Rien n’est vieux parce que nous sommes trop jeunes

“Rien n’est vieux parce que nous sommes trop jeunes” (Nothing is Old Because we are Too Young), tel est le titre de l’exposition que le peintre grec Apostolos Georgiou présente actuellement chez gb agency. Mais cette maxime pleine de panache et de fantaisie pourrait s’étendre à deux autres peintres, qui ne sont pas non plus de jeunes artistes et dont les œuvres sont également visibles en ce moment à Paris.

Georg Baselitz, qui est montré dans l’espace muséal de Pantin de la galerie Thaddaeus Ropac, annonce d’emblée la couleur. Avec Time, le titre de l’exposition, il entend bien méditer sur les années qui s’écoulent. Mais pour lui, cette réflexion sur l’âge et la vieillesse passe par ce qu’il y a de plus intime, c’est-à-dire les portraits de Elke, son épouse depuis près de soixante ans.

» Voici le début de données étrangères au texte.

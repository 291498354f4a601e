//! Postgres catalog adapter for schemafs.
//!
//! Collects typed records from the system catalogs, provides the sqlx-backed
//! [`PgExecutor`] and drives a full capture through the core writer.

pub mod capture;
pub mod options;
pub mod postgres;

pub use capture::{Catalog, CaptureReport, capture_schema, collect_catalog, write_catalog};
pub use options::CaptureOptions;
pub use postgres::database::{
    create_database, database_exists, database_name, drop_database, ensure_empty_database,
};
pub use postgres::{PgExecutor, PoolSettings};
use std::collections::HashMap;
use std::fs;
use std::path::Path;

use anyhow::Result;
use async_trait::async_trait;
use schemafs_core::{
    CatalogRow, Error as CoreError, Executor, NoopLogger, SchemaWriter, normalize_source,
};
use schemafs_introspect::postgres::queries;
use schemafs_introspect::{CaptureOptions, capture_schema};

/// Answers catalog queries from canned rows keyed by the exact query text.
#[derive(Default)]
struct CannedCatalog {
    rows: HashMap<String, Vec<CatalogRow>>,
}

impl CannedCatalog {
    fn with(mut self, query: String, rows: Vec<CatalogRow>) -> Self {
        self.rows.insert(query, rows);
        self
    }
}

#[async_trait]
impl Executor for CannedCatalog {
    async fn execute(&self, _sql: &str) -> schemafs_core::Result<()> {
        Err(CoreError::Db("read-only catalog".to_string()))
    }

    async fn query_rows(&self, sql: &str) -> schemafs_core::Result<Vec<CatalogRow>> {
        Ok(self.rows.get(sql).cloned().unwrap_or_default())
    }
}

fn listing(root: &Path) -> Result<Vec<String>> {
    let mut names = Vec::new();
    for entry in fs::read_dir(root)? {
        names.push(entry?.file_name().to_string_lossy().into_owned());
    }
    names.sort();
    Ok(names)
}

const FUNCTION_SRC: &str = "CREATE OR REPLACE FUNCTION public.is_my_num_one_two_three(num integer)\r\n RETURNS boolean\r\n LANGUAGE plpgsql\r\nAS $function$\r\nBEGIN\r\n\tRETURN num IN (1, 2, 3);\r\nEND;\r\n$function$\r\n";

#[tokio::test]
async fn empty_catalog_produces_no_files() -> Result<()> {
    let dir = tempfile::tempdir()?;
    let root = dir.path().join("dump");
    fs::create_dir_all(&root)?;
    fs::write(root.join("table.public.stale.sql"), "create table stale ()")?;

    let logger = NoopLogger;
    let writer = SchemaWriter::new(&root, &logger);
    let report = capture_schema(
        &CannedCatalog::default(),
        &writer,
        &CaptureOptions::default(),
        &logger,
    )
    .await?;

    assert!(report.files.is_empty());
    assert!(listing(&root)?.is_empty());
    Ok(())
}

#[tokio::test]
async fn one_function_produces_function_and_schema_files() -> Result<()> {
    let dir = tempfile::tempdir()?;
    let opts = CaptureOptions::default();
    let catalog = CannedCatalog::default().with(
        queries::functions(&opts),
        vec![
            CatalogRow::new()
                .with("schema", Some("public"))
                .with("name", Some("is_my_num_one_two_three"))
                .with("src", Some(FUNCTION_SRC)),
        ],
    );

    let logger = NoopLogger;
    let writer = SchemaWriter::new(dir.path(), &logger);
    let report = capture_schema(&catalog, &writer, &opts, &logger).await?;

    assert_eq!(report.schemas, vec!["public"]);
    assert_eq!(
        listing(dir.path())?,
        vec![
            "function.public.is_my_num_one_two_three.sql",
            "schema.public.sql"
        ]
    );
    let written = fs::read_to_string(dir.path().join("function.public.is_my_num_one_two_three.sql"))?;
    assert_eq!(written, normalize_source(FUNCTION_SRC));
    Ok(())
}

#[tokio::test]
async fn captures_every_object_kind() -> Result<()> {
    let dir = tempfile::tempdir()?;
    let opts = CaptureOptions::default();
    let catalog = CannedCatalog::default()
        .with(
            queries::extensions(&opts),
            vec![CatalogRow::new().with("name", Some("uuid-ossp"))],
        )
        .with(
            queries::types(&opts),
            vec![
                CatalogRow::new()
                    .with("schema", Some("app"))
                    .with("name", Some("status"))
                    .with("labels", Some(r#"["active", "disabled"]"#)),
            ],
        )
        .with(
            queries::sequences(&opts),
            vec![
                CatalogRow::new()
                    .with("schema", Some("app"))
                    .with("name", Some("users_id_seq"))
                    .with("increment", Some("1"))
                    .with("minimum_value", Some("1"))
                    .with("maximum_value", Some("9223372036854775807")),
                CatalogRow::new()
                    .with("schema", Some("billing"))
                    .with("name", Some("invoice_no"))
                    .with("increment", Some("1"))
                    .with("minimum_value", Some("1000"))
                    .with("maximum_value", Some("999999")),
            ],
        )
        .with(
            queries::tables(&opts),
            vec![
                CatalogRow::new()
                    .with("schema", Some("app"))
                    .with("table", Some("users"))
                    .with(
                        "attributes",
                        Some(
                            r#"[
                              {"name": "id", "type": "bigint", "isNotNull": true, "isPrimaryKey": true,
                               "defaultValue": "nextval('users_id_seq'::regclass)"},
                              {"name": "status", "type": "app.status", "isNotNull": true, "isPrimaryKey": false,
                               "defaultValue": "'active'::app.status"}
                            ]"#,
                        ),
                    ),
                CatalogRow::new()
                    .with("schema", Some("app"))
                    .with("table", Some("orders"))
                    .with(
                        "attributes",
                        Some(
                            r#"[
                              {"name": "user_id", "type": "bigint", "isNotNull": true, "isPrimaryKey": false,
                               "references": {"table": "app.users", "attribute": {"name": "id", "isPrimaryKey": true}}}
                            ]"#,
                        ),
                    ),
            ],
        )
        .with(
            queries::indexes(&opts),
            vec![
                CatalogRow::new()
                    .with("schema", Some("app"))
                    .with("table", Some("users"))
                    .with("name", Some("users_pkey"))
                    .with(
                        "src",
                        Some("CREATE UNIQUE INDEX users_pkey ON app.users USING btree (id)\n"),
                    ),
            ],
        )
        .with(
            queries::views(&opts),
            vec![
                CatalogRow::new()
                    .with("schema", Some("reporting"))
                    .with("name", Some("active_users"))
                    .with("src", Some(" SELECT users.id\n   FROM app.users;")),
            ],
        )
        .with(
            queries::triggers(&opts),
            vec![
                CatalogRow::new()
                    .with("schema", Some("app"))
                    .with("table", Some("\"order\""))
                    .with("name", Some("touch"))
                    .with("src", Some("CREATE TRIGGER touch BEFORE UPDATE ON app.\"order\" FOR EACH ROW EXECUTE FUNCTION app.touch()")),
            ],
        );

    let logger = NoopLogger;
    let writer = SchemaWriter::new(dir.path(), &logger);
    let report = capture_schema(&catalog, &writer, &opts, &logger).await?;

    assert_eq!(report.schemas, vec!["app", "billing", "reporting"]);
    assert_eq!(
        listing(dir.path())?,
        vec![
            "extension.uuid-ossp.sql",
            "fk.app.orders.user_id_fk.sql",
            "index.app.users.users_pkey.sql",
            "schema.app.sql",
            "schema.billing.sql",
            "schema.reporting.sql",
            "sequence.billing.invoice_no.sql",
            "table.app.orders.sql",
            "table.app.users.sql",
            "trigger.app.order.touch.sql",
            "type.app.status.sql",
            "view.reporting.active_users.sql",
        ]
    );
    assert_eq!(report.files.len(), 12);

    let users = fs::read_to_string(dir.path().join("table.app.users.sql"))?;
    assert_eq!(
        users,
        "create table app.users (\n  id bigserial not null primary key,\n  status app.status not null default 'active'::app.status\n);\n"
    );
    let index = fs::read_to_string(dir.path().join("index.app.users.users_pkey.sql"))?;
    assert!(index.starts_with("CREATE UNIQUE INDEX IF NOT EXISTS users_pkey"));
    let extension = fs::read_to_string(dir.path().join("extension.uuid-ossp.sql"))?;
    assert_eq!(extension, "CREATE EXTENSION IF NOT EXISTS \"uuid-ossp\"");
    Ok(())
}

Dans le catalogue, le célèbre peintre déclare même que dans le mot « intime », il y a « time » et « me », donc que cette méditation sur le temps s’inscrit au plus profond de sa chair (on pourra s’étonner d’ailleurs que Baselitz ait recours à des portraits de sa femme et non à des autoportraits pour évoquer le sujet, mais on pourra y lire aussi une authentique preuve d’amour). Il a beau rejeter toute idée biographique et toute tentative d’interprétation psychologique, on ne peut s’empêcher de penser que se dévoile là une de ses séries les plus personnelles.

Et quoiqu’il en soit, l’exposition est admirable. Elle rassemble une trentaine de peintures et une vingtaine de dessins, la plupart du temps de très grands formats, qui représentent Elke, comme flottant librement dans l’espace. Toutes les œuvres ont été faites à partir de photos de nus que Baselitz prenait d’elle dans les années 70 (elle le photographiait nu en retour). Pour l’artiste, il s’agit de s’interroger sur la notion de modèle. « J’ai grandi dans un contexte et à une époque où la notion de modèle avait encore du sens, déclare-t-il. Puis, lorsque je suis passé à l’Ouest, la tendance était à l’abstraction et donc j’ai été heureux de me passer de ce support. J’y suis revenu en 1969, l’année où j’ai décidé de « renverser » le sujet et ainsi de faire en sorte que cette question soit, d’une certaine manière, évacuée. ».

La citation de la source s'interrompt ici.